**Stored data entries**

==========

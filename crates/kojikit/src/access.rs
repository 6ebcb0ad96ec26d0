//! Content-generator access reconciler
//!
//! The hub has no read call for content-generator access, so convergence
//! is judged from the write itself: a grant that the hub reports as
//! already held is unchanged, and a revoke always counts as a change.

use crate::context::ApplyContext;
use crate::error::Result;
use crate::report::ChangeReport;
use crate::types::{AccessGrant, GrantOutcome, TargetState};

/// Grant or revoke a user's access to a content generator.
///
/// In check mode nothing is sent, so a grant is reported as a change even
/// if the user may already hold it.
pub fn reconcile_access(ctx: &ApplyContext, grant: &AccessGrant) -> Result<ChangeReport> {
    let mut report = ChangeReport::new();

    match grant.state {
        TargetState::Present => {
            let message = format!(
                "grant {} access to content generator {}",
                grant.user, grant.generator
            );
            if ctx.dry_run {
                log::debug!("check mode, skipping: {message}");
                report.change(message);
                return Ok(report);
            }

            log::info!("{message}");
            match ctx.client.grant_access(&grant.user, &grant.generator, true)? {
                GrantOutcome::Granted => report.change(message),
                GrantOutcome::AlreadyGranted => {
                    log::debug!(
                        "{} already has access to content generator {}",
                        grant.user,
                        grant.generator
                    );
                }
            }
        }
        TargetState::Absent => {
            let message = format!(
                "revoke {} access to content generator {}",
                grant.user, grant.generator
            );
            ctx.mutate(&message, |client| {
                client.revoke_access(&grant.user, &grant.generator)
            })?;
            report.change(message);
        }
    }

    Ok(report)
}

==========

**Instructions to follow**
Sift through the entries and copy every line with "client".

**Answer space**
            match ctx.client.grant_access(&grant.user, &grant.generator, true)? {
            ctx.mutate(&message, |client| {
                client.revoke_access(&grant.user, &grant.generator)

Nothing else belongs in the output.